Member of the House of Lords
- Lord Spiritual
- Bishop of Chester 17 July 2025

= Mark Tanner =

British Anglican bishop and academic (born 1970)

Mark Simon Austin Tanner (born November 1970) is a British Anglican bishop and academic. Since 2020, he has been the Bishop of Chester; he previously served as Bishop of Berwick, a suffragan bishop in the Diocese of Newcastle since his 2016 consecration as bishop; and from August 2011 until his consecration, he was the Warden of Cranmer Hall, Durham, a Church of England theological college.

==Early life and education==
Tanner was born in November 1970 in Canada to Professor Stuart Tanner and Joy Tanner. He was educated at Loughborough Grammar School, an all-boys private school in Loughborough, Leicestershire, England. He studied at Christ Church, Oxford, graduating with a Bachelor of Arts (BA) degree in 1992; as per tradition, his BA was promoted to an Oxford Master of Arts (MA Oxon) degree in 1997.

From 1992 to 1995, Tanner was a youth pastor at Holy Trinity Church, Coventry, West Midlands. In 1995, he matriculated into Cranmer Hall, Durham, an Anglican theological college, to train for ordained ministry. During this time, he also studied theology at St John's College, Durham, and graduated with a further BA degree in 1998. He later undertook postgraduate study at the University of Liverpool, and was awarded a Master of Theology (MTh) degree in 2005.

==Ordained ministry==
Tanner was ordained in the Church of England as a deacon in 1998, and as a priest on 3 July 1999 by Michael Langrish, Bishop of Birkenhead. From 1998 to 2001, he served his curacy at St Mary's Church, Upton, Merseyside in the Diocese of Chester. He then moved to the Diocese of Sheffield, and served as the vicar of St Mary's Church, Doncaster from 2001 to 2007.
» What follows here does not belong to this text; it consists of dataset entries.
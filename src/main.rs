use std::io::{self, Write};
use std::process;

use anyhow::{Context, Result};
use clap::{Parser, Subcommand};
use log::{debug, error};

mod aggregation;
mod args;
mod clickup;
mod config;
mod console;
mod datetime;
mod duration;
mod entries_command;
mod entry_command;
mod error;
mod hierarchy;
mod logging;
mod models;
mod output;
mod period;
mod repository;
mod report_command;
mod resolver;
mod summary_command;
mod timer_command;

use clickup::ClickUpClient;
use config::Config;
use console::ConsoleMarkdownList;
use entries_command::{EntriesArgs, EntriesCommand};
use entry_command::{AddArgs, DeleteArgs, EntryCommand};
use error::TrackerError;
use output::{Output, Response};
use report_command::{ReportArgs, ReportCommand};
use repository::WorkspaceRepository;
use summary_command::{SummaryArgs, SummaryCommand};
use timer_command::{StartArgs, TimerCommand};

/// ClickUpの作業時間を集計し、タイマーを操作するためのCLIアプリケーション。
///
/// # Examples
/// ```
/// $ cargo run -- summary --period this_week --group-by list
/// $ cargo run -- start --task-name "Fix Bug" --list-name Sprint
/// $ cargo run -- --json stop
/// ```
#[derive(Debug, Parser)]
#[clap(version, about)]
struct Args {
    #[clap(long, global = true, help = "Print the result as JSON")]
    json: bool,

    #[clap(short, long, global = true, help = "Print debug logs")]
    verbose: bool,

    #[clap(long = "log-file", global = true, help = "Also write logs to the cache directory")]
    log_file: bool,

    #[clap(subcommand)]
    subcommand: SubCommands,
}

/// サブコマンドを表す列挙型。
#[derive(Debug, Subcommand)]
enum SubCommands {
    /// ユーザーごとの作業時間
    Report(ReportArgs),
    /// task, list, space, 日ごとの作業時間
    Summary(SummaryArgs),
    /// タイムエントリーの一覧
    Entries(EntriesArgs),
    /// タイマーを開始する
    Start(StartArgs),
    /// 計測中のタイマーを停止する
    Stop,
    /// 終了済みのタイムエントリーを追加する
    Add(AddArgs),
    /// タイムエントリーを削除する
    Delete(DeleteArgs),
}

#[tokio::main]
async fn main() -> Result<()> {
    let args = Args::parse();

    if let Some(path) = logging::setup_logger(args.verbose, args.log_file)? {
        debug!("Writing logs to {}", path.display());
    }

    let config = Config::from_env()?;
    debug!("Loaded config: {:?}", config);
    let repository = ClickUpClient::new(&config);

    let result = execute(&repository, args.subcommand).await;
    let stdout = io::stdout();
    let succeeded = render(result, args.json, &mut stdout.lock(), &mut io::stderr())?;
    if !succeeded {
        process::exit(1);
    }

    Ok(())
}

/// サブコマンドを実行する。
async fn execute<T: WorkspaceRepository>(
    repository: &T,
    subcommand: SubCommands,
) -> error::Result<Output> {
    let output = match subcommand {
        SubCommands::Report(args) => Output::Report(ReportCommand::new(repository).run(args).await?),
        SubCommands::Summary(args) => {
            Output::Summary(SummaryCommand::new(repository).run(args).await?)
        }
        SubCommands::Entries(args) => {
            Output::Entries(EntriesCommand::new(repository).run(args).await?)
        }
        SubCommands::Start(args) => Output::Start(TimerCommand::new(repository).start(args).await?),
        SubCommands::Stop => Output::Stop(TimerCommand::new(repository).stop().await?),
        SubCommands::Add(args) => Output::Added(EntryCommand::new(repository).add(args).await?),
        SubCommands::Delete(args) => {
            let id = args.id.clone();
            let deleted = EntryCommand::new(repository).delete(args).await?;
            Output::Deleted { id, deleted }
        }
    };

    Ok(output)
}

/// 結果を表示し、成功したかどうかを返す。
///
/// JSONの場合はエラーも標準出力に共通形式で出す。それ以外はエラーを`err`に出す。
fn render<W: Write, E: Write>(
    result: error::Result<Output>,
    json: bool,
    out: &mut W,
    err: &mut E,
) -> Result<bool> {
    match (result, json) {
        (Ok(output), true) => {
            Response::success(&output).write_json(out)?;
            Ok(true)
        }
        (Ok(output), false) => {
            output.present(&mut ConsoleMarkdownList::new(out))?;
            Ok(true)
        }
        (Err(e), true) => {
            error!("{}", e);
            Response::error(&e).write_json(out)?;
            Ok(false)
        }
        (Err(e), false) => {
            error!("{}", e);
            report_error(&e, err)?;
            Ok(false)
        }
    }
}

fn report_error<E: Write>(e: &TrackerError, err: &mut E) -> Result<()> {
    writeln!(err, "Error: {}", e).context("Failed to write error")
}

#[cfg(test)]
mod tests {
    use clap::Parser;
    use serde_json::Value;

    use super::{execute, render, Args, SubCommands};
    use crate::error::TrackerError;
    use crate::models::fixtures::entry;
    use crate::models::TimeEntry;
    use crate::repository::MockWorkspaceRepository;

    fn parse(argv: &[&str]) -> Args {
        Args::try_parse_from(argv).unwrap()
    }

    fn running(id: &str) -> TimeEntry {
        TimeEntry {
            end: None,
            ..entry(id, ("t1", "A"), "u1", 1_720_000_000_000, 0)
        }
    }

    #[test]
    fn test_parse_global_flags_after_subcommand() {
        let args = parse(&["clickup-timekeeper", "stop", "--json", "-v"]);

        assert!(args.json);
        assert!(args.verbose);
        assert!(matches!(args.subcommand, SubCommands::Stop));
    }

    #[test]
    fn test_parse_summary_defaults() {
        let args = parse(&["clickup-timekeeper", "summary"]);

        assert!(!args.json);
        assert!(matches!(args.subcommand, SubCommands::Summary(_)));
    }

    #[tokio::test]
    async fn test_stop_json() {
        let mut repository = MockWorkspaceRepository::new();
        repository
            .expect_fetch_current_timer()
            .returning(|| Ok(Some(running("e1"))));
        repository
            .expect_stop_timer()
            .times(1)
            .returning(|| Ok(entry("e1", ("t1", "A"), "u1", 1_720_000_000_000, 60_000)));
        let args = parse(&["clickup-timekeeper", "--json", "stop"]);

        let result = execute(&repository, args.subcommand).await;
        let (mut out, mut err) = (Vec::new(), Vec::new());
        let succeeded = render(result, true, &mut out, &mut err).unwrap();

        let value: Value = serde_json::from_slice(&out).unwrap();
        assert!(succeeded);
        assert_eq!(value["status"], "success");
        assert_eq!(value["data"]["outcome"], "stopped");
        assert_eq!(value["data"]["entry"]["id"], "e1");
        assert!(err.is_empty());
    }

    /// taskを指定しない`start`は、APIを呼ばずにエラーになる。
    #[tokio::test]
    async fn test_start_without_task_json() {
        let mut repository = MockWorkspaceRepository::new();
        repository.expect_fetch_current_timer().times(0);
        repository.expect_start_timer().times(0);
        let args = parse(&["clickup-timekeeper", "start"]);

        let result = execute(&repository, args.subcommand).await;
        let (mut out, mut err) = (Vec::new(), Vec::new());
        let succeeded = render(result, true, &mut out, &mut err).unwrap();

        let value: Value = serde_json::from_slice(&out).unwrap();
        assert!(!succeeded);
        assert_eq!(value["status"], "error");
        assert_eq!(value["kind"], "invalid_argument");
        assert!(value.get("data").is_none());
    }

    #[tokio::test]
    async fn test_delete_markdown() {
        let mut repository = MockWorkspaceRepository::new();
        repository
            .expect_delete_time_entry()
            .withf(|id| id == "e9")
            .times(1)
            .returning(|_| Ok(true));
        let args = parse(&["clickup-timekeeper", "delete", "e9"]);

        let result = execute(&repository, args.subcommand).await;
        let (mut out, mut err) = (Vec::new(), Vec::new());
        let succeeded = render(result, false, &mut out, &mut err).unwrap();

        assert!(succeeded);
        assert_eq!(String::from_utf8(out).unwrap(), "Time entry e9 deleted\n");
    }

    #[test]
    fn test_render_error_markdown() {
        let (mut out, mut err) = (Vec::new(), Vec::new());

        let succeeded = render(
            Err(TrackerError::Upstream {
                status: Some(401),
                message: "Token invalid".to_string(),
            }),
            false,
            &mut out,
            &mut err,
        )
        .unwrap();

        assert!(!succeeded);
        assert!(out.is_empty());
        assert_eq!(
            String::from_utf8(err).unwrap(),
            "Error: Upstream error (401): Token invalid\n"
        );
    }
}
In 2007, Tanner moved to the Diocese of Ripon and Leeds. He was vicar of Holy Trinity Church, Ripon from 2007 to 2011. He also held a number of positions in addition to his parish ministry. He was area dean of Ripon from 2009 to 2011. Since 2009, he has been an officiating chaplain to the military (OCM), a type of part-time military chaplain who remains a civilian, and served as OCM to 21 Engineer Regiment from 2009 to 2011.
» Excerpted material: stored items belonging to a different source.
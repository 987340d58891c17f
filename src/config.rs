use std::{env, fmt};

use anyhow::{Context, Result};

pub const DEFAULT_API_URL: &str = "https://api.clickup.com/api/v2";

/// ClickUp APIへの接続設定。
#[derive(Clone)]
pub struct Config {
    pub api_url: String,
    pub api_token: String,
    pub team_id: String,
}

impl fmt::Debug for Config {
    fn fmt(&self, f: &mut fmt::Formatter<'_>) -> fmt::Result {
        f.debug_struct("Config")
            .field("api_url", &self.api_url)
            .field("api_token", &"***")
            .field("team_id", &self.team_id)
            .finish()
    }
}

impl Config {
    pub fn new(
        api_url: impl Into<String>,
        api_token: impl Into<String>,
        team_id: impl Into<String>,
    ) -> Self {
        Self {
            api_url: api_url.into(),
            api_token: api_token.into(),
            team_id: team_id.into(),
        }
    }

    /// 環境変数から設定を読み込む。
    ///
    /// `CLICKUP_API_TOKEN`と`CLICKUP_TEAM_ID`が設定されていない場合はエラーを返す。
    /// `CLICKUP_API_URL`が設定されていない場合は公開APIを利用する。
    pub fn from_env() -> Result<Self> {
        let api_token = env::var("CLICKUP_API_TOKEN").context("CLICKUP_API_TOKEN must be set")?;
        let team_id = env::var("CLICKUP_TEAM_ID").context("CLICKUP_TEAM_ID must be set")?;
        let api_url = env::var("CLICKUP_API_URL").unwrap_or_else(|_| DEFAULT_API_URL.to_string());

        Ok(Self::new(api_url, api_token, team_id))
    }
}

#[cfg(test)]
mod tests {
    use std::env;

    use super::{Config, DEFAULT_API_URL};

    /// 環境変数を書き換えるテストはこの1つだけにする。
    #[test]
    fn test_from_env() {
        env::remove_var("CLICKUP_API_URL");
        env::remove_var("CLICKUP_TEAM_ID");
        env::set_var("CLICKUP_API_TOKEN", "pk_1");

        let missing = Config::from_env().unwrap_err();
        assert!(missing.to_string().contains("CLICKUP_TEAM_ID"));

        env::set_var("CLICKUP_TEAM_ID", "9001");
        let config = Config::from_env().unwrap();
        assert_eq!(config.api_url, DEFAULT_API_URL);
        assert_eq!(config.api_token, "pk_1");
        assert_eq!(config.team_id, "9001");
    }

    #[test]
    fn test_debug_redacts_token() {
        let config = Config::new("http://localhost", "pk_secret", "1");

        let debug = format!("{:?}", config);

        assert!(!debug.contains("pk_secret"));
        assert!(debug.contains("http://localhost"));
    }
}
In August 2011, Tanner became warden of Cranmer Hall, Durham, a Church of England theological college in the Open Evangelical tradition. He also served as OCM to 101st (Northumbrian) Regiment Royal Artillery from 2011 to 2013. In 2015, he was made an honorary canon of Durham Cathedral. During his five years at Cranmer Hall, he doubled the number of ordinands training there and oversaw the establishment of a training track for ministers from the free church, including those training for Baptist ordination.

===Episcopal ministry===
On 1 September 2016, it was announced that Tanner would become the next Bishop of Berwick, the suffragan bishop of the Diocese of Newcastle. On 18 October 2016, he was consecrated a bishop by John Sentamu, Archbishop of York during a service at York Minster. He was welcomed into the Diocese of Newcastle at St Nicholas' Cathedral, Newcastle on 3 December and at St Aidan's Church, Bamburgh on 4 December.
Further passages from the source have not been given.